How big a problem are cyber attacks for businesses today?
Consider this — last October, while appearing on CBS’s 60 Minutes, FBI Director, James Comey said, “there are two kinds of big companies in the United States…those who have been hacked by the Chinese and those who don’t know they’ve been hacked by the Chinese.” Which are you?
In the last 18 months some of the country’s most revered brands have been targets of cyber attacks. No one knows exactly who is responsible for the cyber attacks on Neiman Marcus, Target, Home Depot, and Dairy Queen. But according to Trustwave, a cyber security firm, large retail brands, banking, insurance and manufacturing are especially vulnerable.
The growing number of attacks and costs are staggering. In several instances, cyber security firms with sophisticated tracking equipment and expertise are working to pinpoint potential customer and revenue damage for major brands who have been successfully hacked, but the bottom line is – it’s extremely difficult to detail the full extent of the losses, except to underscore that it was huge.
Equally alarming, customers have been slow to return. Thus, leaving the companies attacked with the arduous task of rebuilding consumer loyalty, trust and revenue.

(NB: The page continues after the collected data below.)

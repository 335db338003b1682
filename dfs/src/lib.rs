//! DFS is a flat, append-only file catalog stored inside a single fixed-size
//! disk image.
//!
//! # Layout
//! ==========================================================================
//! | Header | Allocation bitmap | Root entry | Node entries and fragments.. |
//! ==========================================================================
//!
//! Every operation takes the whole image as a byte buffer and mutates it in
//! place. Loading the buffer from a host file and writing it back is the job
//! of [`io::DiskImage`]. Nothing here synchronizes access; callers sharing an
//! image between threads or processes must hold exclusive access to the whole
//! buffer for the duration of each call.
mod alloc;
mod checksum;
mod disk;
mod error;
mod fragment;
mod fs;
pub mod io;
pub mod journal;
mod node;
mod sb;

pub use crate::alloc::allocate_block;
pub use crate::error::{DfsError, Result};
pub use crate::fs::{append, append_with, format, info, list, read_file, Entries, FormatOptions};
pub use crate::node::{NodeMeta, NodeSummary};
pub use crate::sb::VolumeInfo;

/// The four magic bytes opening every volume.
pub const SIGNATURE: [u8; 4] = *b"4DFS";

/// Major version in the high nibble, minor in the low nibble. Version 0.3
/// stores the partition size as a 16-bit count of [`PARTITION_UNIT`]s.
pub const VERSION: u8 = 0x03;

/// The unit `partition_size` is counted in.
pub const PARTITION_UNIT: u64 = 4096;

/// Images carrying a boot sector keep the volume right after it.
pub const BOOT_SECTOR_SIZE: usize = 512;

pub const DEFAULT_DISK_SIZE: u64 = 32_768_000;
pub const DEFAULT_GRANULARITY: u16 = 512;

/// Smallest granule able to hold a node entry with a useful name.
pub const MIN_GRANULARITY: u16 = 128;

If you were to calculate the net worth of your company, how much is the reputation of your brand worth?
Big successful brands are built over time with investments totaling billions of dollars.They’re also built upon trust and performance, as there’s an invisible brand promise every customer has with the brands they choose. When that promise is fulfilled, loyalty, advocacy and brand equity occurs. But when the brand promise is broken, when trust comes into question, the damage to the brand’s reputation is immense.
While hacking used to be more about individuals stealing money, now many cyber attacks are the work of foreign governments. Their intent is to steal intellectual property and create an environment of chaos and economic disruption. This produces constant national media coverage and analysis about the potential impact and damage of the attack. All of which causes a firestorm of negative publicity and a hemorrhaging of the brand’s customer base and stock price.
The net result — a huge loss of revenue and a tarnished reputation that can’t be measured in mere dollars and cents. Which begs the question — how can companies like yours protect against this new age of brand terrorism?
Research indicates that 95% of all data breaches are attributed to some kind of human error.
It used to be that businesses protected themselves from hackers with firewalls, intrusion detection and the ever-evolving availability of anti-virus software. Yet today, employee mistakes have become a huge concern.
Not huge mistakes, either, but simple errors such as not using appropriate passwords, or responding to an email that contains a virus that attacks your cyber security, which is called phishing often occur. Other mistakes include transferring corporate data outside of the company or not deleting data, thus leaving it vulnerable to data leaks that are costly to your organization
No matter what business category you’re in, you can’t ignore the increased risk of cyber terrorism. Thus, sophisticated cyber security is a must.
The best defense against cyber attacks and data breaches may be your employees. A diligent training effort will help prevent carelessness, breaches, and help reduce costs. Here’s a short list of best practices:
Reaffirm to employees how important confidentiality is and train them on how to handle it.
Investigate what’s available in data loss prevention technology to protect sensitive data.
Commit to employing and actively using encryption and multi-factor authentication solutions.
Make a plan with specific steps–including client notification–in the event of an incident.
If you have any questions or need additional information on cyber security, please contact one of our Hays Cyber Specialists: Dave Wasson, email@example.com or Michelle Carter, firstname.lastname@example.org.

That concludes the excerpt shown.